INTRODUCTION AND IMPORTANCE

Spindle cell oncocytoma (SCO) of the pituitary gland is very difficult to differentiate from other pituitary neoplasms and is often misdiagnosed based on imaging procedure features. We report a rare case of SCO arising from the neurohypophysis and suggest a useful diagnostic criterion for accurate diagnosis and surgical pitfalls.

CASE PRESENTATION

A 53-year-old man was admitted to our hospital with slight headache and diplopia. Neuroimaging revealed pituitary tumour in the suprasellar and sellar regions with speckled gadolinium enhancement on T1-weighted magnetic resonance imaging, as a so-called blooming artefact. The enhanced anterior pituitary gland was located anteriorly.

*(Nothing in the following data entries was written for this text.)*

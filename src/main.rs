mod options;

use crate::options::{GuardCommands, GuardOptions};
use erc20_approval_guard::config::{self, Chain, Config};
use erc20_approval_guard::err_custom_create;
use erc20_approval_guard::error::GuardError;
use erc20_approval_guard::eth::{
    batch_check_allowances_on_chain, batch_revoke_on_chain, get_eth_addr_from_secret,
    Web3TokenLedger,
};
use erc20_approval_guard::operator::BatchAllowanceOperator;
use erc20_approval_guard::orchestrator::{high_risk_subset, run_revocations};
use erc20_approval_guard::provider::fetch_approvals;
use erc20_approval_guard::risk::{risk_stats, sorted_by_risk};
use secp256k1::SecretKey;
use serde_json::json;
use std::env;
use std::str::FromStr;
use structopt::StructOpt;
use web3::transports::Http;
use web3::types::{Address, U256};
use web3::Web3;

fn get_web3(chain: &Chain) -> Result<Web3<Http>, GuardError> {
    let endpoint = chain.rpc_endpoints.first().ok_or(err_custom_create!(
        "No rpc endpoint configured for chain {}",
        chain.chain_name
    ))?;
    let transport = Http::new(endpoint)
        .map_err(|e| err_custom_create!("Failed to create transport for {}: {}", endpoint, e))?;
    Ok(Web3::new(transport))
}

fn load_secret_key() -> Result<SecretKey, GuardError> {
    let key = env::var("ETH_PRIVATE_KEY")
        .map_err(|_| err_custom_create!("Specify ETH_PRIVATE_KEY env variable"))?;
    //do not disclose the private key in error message
    SecretKey::from_str(&key).map_err(|_| err_custom_create!("Failed to parse private key"))
}

fn load_provider_api_key() -> Result<String, GuardError> {
    env::var("PROVIDER_API_KEY")
        .map_err(|_| err_custom_create!("Specify PROVIDER_API_KEY env variable"))
}

fn gwei_to_wei(gwei: f64) -> U256 {
    U256::from((gwei * 1.0e9) as u128)
}

fn signing_ledger(chain: &Chain) -> Result<(Web3TokenLedger, Address), GuardError> {
    let secret_key = load_secret_key()?;
    let owner = get_eth_addr_from_secret(&secret_key);
    let ledger = Web3TokenLedger::with_signer(
        get_web3(chain)?,
        secret_key,
        chain.chain_id,
        chain.max_fee_per_gas.map(gwei_to_wei),
        chain.priority_fee.map(gwei_to_wei),
    );
    Ok((ledger, owner))
}

fn batch_revoke_contract(chain: &Chain) -> Result<Address, GuardError> {
    chain.batch_revoke_contract.ok_or(err_custom_create!(
        "No batch-revoke-contract configured for chain {}",
        chain.chain_name
    ))
}

fn print_json(value: &serde_json::Value) -> Result<(), GuardError> {
    println!(
        "{}",
        serde_json::to_string_pretty(value)
            .map_err(|err| err_custom_create!("Something went wrong when serializing to json {err}"))?
    );
    Ok(())
}

async fn scan_approvals(
    config: &Config,
    address: &str,
    high_only: bool,
) -> Result<(), GuardError> {
    let api_key = load_provider_api_key()?;
    let records = fetch_approvals(
        &config.provider.base_url,
        &api_key,
        address,
        &config.provider.chain,
    )
    .await?;
    let engine = config.build_risk_engine()?;
    let classified = sorted_by_risk(engine.analyze(records));
    let stats = risk_stats(&classified);
    let approvals = if high_only {
        high_risk_subset(classified)
    } else {
        classified
    };
    let mut rows = Vec::with_capacity(approvals.len());
    for classified in &approvals {
        let mut row = serde_json::to_value(classified)
            .map_err(|err| err_custom_create!("Something went wrong when serializing to json {err}"))?;
        if let (Some(amount), serde_json::Value::Object(fields)) =
            (classified.display_amount(), &mut row)
        {
            fields.insert("displayAmount".to_string(), json!(amount.to_string()));
        }
        rows.push(row);
    }
    print_json(&json!({
        "stats": stats,
        "approvals": rows,
    }))
}

async fn main_internal() -> Result<(), GuardError> {
    dotenv::dotenv().ok();
    env::set_var(
        "RUST_LOG",
        env::var("RUST_LOG").unwrap_or("info,web3=warn".to_string()),
    );

    env_logger::init();
    let cli: GuardOptions = GuardOptions::from_args();

    let config = config::Config::load("config-guard.toml").await?;

    match cli.commands {
        GuardCommands::Scan { scan_options } => {
            scan_approvals(&config, &scan_options.address, scan_options.high_only).await?;
        }
        GuardCommands::Check { check_options } => {
            let chain = config.get_chain(&check_options.chain_name)?;
            let allowances = if check_options.on_chain {
                batch_check_allowances_on_chain(
                    &get_web3(chain)?,
                    batch_revoke_contract(chain)?,
                    check_options.owner,
                    check_options.tokens.clone(),
                    check_options.spenders.clone(),
                )
                .await?
            } else {
                let ledger = Web3TokenLedger::read_only(get_web3(chain)?, chain.chain_id);
                let operator = BatchAllowanceOperator::new(ledger, check_options.owner);
                operator
                    .batch_check_allowances(
                        check_options.owner,
                        &check_options.tokens,
                        &check_options.spenders,
                    )
                    .await?
            };
            let rows: Vec<serde_json::Value> = check_options
                .tokens
                .iter()
                .zip(check_options.spenders.iter())
                .zip(allowances.iter())
                .map(|((token, spender), allowance)| {
                    json!({
                        "token": format!("{token:#x}"),
                        "spender": format!("{spender:#x}"),
                        "allowance": allowance.to_string(),
                    })
                })
                .collect();
            print_json(&json!({ "allowances": rows }))?;
        }
        GuardCommands::Revoke { revoke_options } => {
            let chain = config.get_chain(&revoke_options.chain_name)?;
            let (ledger, owner) = signing_ledger(chain)?;
            let operator = BatchAllowanceOperator::new(ledger, owner);
            let receipt = operator
                .revoke(revoke_options.token, revoke_options.spender)
                .await?;
            print_json(&json!({
                "attempted": receipt.attempted,
                "succeeded": receipt.succeeded(),
                "failed": receipt.failed(),
                "events": receipt.events,
            }))?;
        }
        GuardCommands::BatchRevoke {
            batch_revoke_options,
        } => {
            let chain = config.get_chain(&batch_revoke_options.chain_name)?;
            if batch_revoke_options.on_chain {
                let secret_key = load_secret_key()?;
                let tx_hash = batch_revoke_on_chain(
                    &get_web3(chain)?,
                    batch_revoke_contract(chain)?,
                    &secret_key,
                    chain.chain_id,
                    batch_revoke_options.tokens,
                    batch_revoke_options.spenders,
                )
                .await?;
                print_json(&json!({ "txHash": format!("{tx_hash:#x}") }))?;
            } else {
                let (ledger, owner) = signing_ledger(chain)?;
                let operator = BatchAllowanceOperator::new(ledger, owner);
                let receipt = operator
                    .batch_revoke(&batch_revoke_options.tokens, &batch_revoke_options.spenders)
                    .await?;
                print_json(&json!({
                    "attempted": receipt.attempted,
                    "succeeded": receipt.succeeded(),
                    "failed": receipt.failed(),
                    "events": receipt.events,
                    "outcomes": receipt.outcomes,
                }))?;
            }
        }
        GuardCommands::RevokeHighRisk {
            revoke_high_risk_options,
        } => {
            let chain = config.get_chain(&revoke_high_risk_options.chain_name)?;
            let (ledger, owner) = signing_ledger(chain)?;

            let api_key = load_provider_api_key()?;
            let records = fetch_approvals(
                &config.provider.base_url,
                &api_key,
                &format!("{owner:#x}"),
                &config.provider.chain,
            )
            .await?;
            let engine = config.build_risk_engine()?;
            let candidates = high_risk_subset(engine.analyze(records));
            log::info!(
                "Found {} high risk approvals for {:#x}",
                candidates.len(),
                owner
            );

            let operator = BatchAllowanceOperator::new(ledger, owner);
            let (progress_tx, mut progress_rx) =
                tokio::sync::mpsc::channel::<erc20_approval_guard::events::RunProgress>(16);
            let progress_task = tokio::spawn(async move {
                while let Some(progress) = progress_rx.recv().await {
                    log::info!(
                        "Revoking high risk approvals: {}/{} done, {} failed",
                        progress.done,
                        progress.total,
                        progress.failed
                    );
                }
            });
            let result = run_revocations(&operator, &candidates, Some(progress_tx)).await;
            progress_task.await.ok();

            print_json(&json!({ "result": result }))?;
            if !result.changed() && result.total > 0 {
                return Err(err_custom_create!(
                    "All {} revocations failed, no allowance was changed",
                    result.total
                ));
            }
        }
    }
    Ok(())
}

#[tokio::main]
async fn main() -> Result<(), GuardError> {
    main_internal().await.map_err(|err| {
        eprintln!("Error: {err}");
        err
    })
}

Computed tomography (CT)-scan demonstrated an isodense mass without calcification showing strong contrast enhancement with iodine contrast medium. Laboratory findings showed no abnormalities. Subtotal resection of the tumour was achieved by an endoscopic endonasal transsphenoidal approach. Histological examinations showed spindle-shaped to epithelioid tumour cells featuring eosinophilic and granular cytoplasm staining strongly for anti-mitochondrial antibody and thyroid transcription factor 1. The tumour was therefore diagnosed as SCO, belonging to tumours of the posterior pituitary. Headache and diplopia were disappeared immediately postoperatively, and follow-up at 12 months demonstrated no signs of recurrence.

CLINICAL DISCUSSION

SCO of the pituitary gland is a rare tumour that originates from the neurohypophysis and is difficult to diagnose on routine neuroimaging procedure.

CONCLUSION

Accurate diagnosis requires careful identification of clinical signs, neuroimaging features including contrast-enhanced CT, and analysis of combined results from morphological and immunohistochemical evaluation of tumour tissue.